I then spent some time exploring the upper floor of the cloisters. Like the ground floor, the upper level is filled with ornate carvings and there are lots of interesting features to photograph, so I had a good look around, taking even more photos as I went.
After seeing all there was to see, I went back downstairs where I wandered around the different rooms that lead off from the cloisters, such as the sacristy, the library and the refectory.
The refectory (above, left) is a long, empty rectangular room with pretty blue, yellow and white tiles decorating the walls that depict scenes from the Bible such as the feeding of the five thousand and Joseph’s life in Egypt.

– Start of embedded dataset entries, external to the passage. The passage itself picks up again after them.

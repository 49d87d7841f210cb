//! Build demo: a fake build pipeline writing tagged lines into the default layout.
//!
//! Shows the three kinds of lines a source can emit:
//! - `[#panel]text` adds a line to a panel
//! - `[@panel]label (n/total)` moves a panel's progress bar
//! - untagged text lands in the default panel
//!
//! Run with: cargo run --example build_demo

use anyhow::Result;
use panelog_framework::{LayoutConfig, TailSource, Viewer, ViewerDesc, start_viewer};
use std::time::Duration;

const MODULES: usize = 40;

// emits one step of a pretend build per poll
struct FakeBuild {
    step: usize,
}

impl FakeBuild {
    fn new() -> Self {
        Self { step: 0 }
    }
}

impl TailSource for FakeBuild {
    fn name(&self) -> &str {
        "fake-build"
    }

    fn start(&mut self) -> Result<()> {
        Ok(())
    }

    fn stop(&mut self) -> Result<()> {
        Ok(())
    }

    fn poll_lines(&mut self) -> Result<Vec<String>> {
        // slow down generation to make it visible
        std::thread::sleep(Duration::from_millis(300));

        if self.step >= MODULES {
            return Ok(Vec::new());
        }
        self.step += 1;

        let mut lines = vec![
            format!("[#process]compiling module_{:02}", self.step),
            format!("[@current_progress]compiling ({}/{})", self.step, MODULES),
        ];
        if self.step % 5 == 0 {
            lines.push(format!(
                "[#current_stats]{} modules done, {} left",
                self.step,
                MODULES - self.step
            ));
        }
        if self.step % 12 == 0 {
            lines.push("[#update]cache refreshed".to_string());
            lines.push("warning: stray line without a tag".to_string());
        }
        if self.step == MODULES {
            lines.push("[#update]build finished".to_string());
        }
        Ok(lines)
    }
}

fn main() -> Result<()> {
    let desc = ViewerDesc {
        title: "panelog build demo".to_string(),
        show_debug_logs: true,
        ..ViewerDesc::default()
    };
    let mut viewer = Viewer::new(&LayoutConfig::default_layout(), desc)?;
    viewer.add_source(FakeBuild::new(), None)?;

    let mut terminal = ratatui::init();
    let result = start_viewer(&mut terminal, viewer);
    ratatui::restore();
    result
}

The library, meanwhile, is home to an interesting exhibition about the history of the monastery, Belém and Portugal called A Place in Time.
The monastery is fantastic and if it wasn’t clear by now, I really enjoyed my visit. As a keen photographer, I left with a crazy amount of photos. The only downside was the huge number of visitors.
I’m not sure there’s ever a quiet time to go, but I’d imagine early morning or late afternoon are probably the quietest times if you’re planning a trip.
- The best way to get to Belém from central Lisbon is to hop on the number 15 tram, which you can catch from Praca da Figueira. You pay for your ticket on the tram.
- As I’ve already said, get there early or really late to try to beat the queues – you’ll still have to queue for a while, but it won’t be as busy as going in the middle of the day.
- The monastery is free to visit on Sunday mornings (which probably means it’s also stupidly busy).
- If you’re planning to visit the Torre de Belém, buy a combined ticket for the tower and the monastery, and you’ll be able to stroll past the queues for the tower.
- Stop off for a breakfast of pastel del nata at the Antiga Confeitaria de Belém before you go. The cavernous café, which is just down the road from the monastery, popularised the Portuguese custard tarts – enjoy them warm, dusted with icing sugar or cinnamon.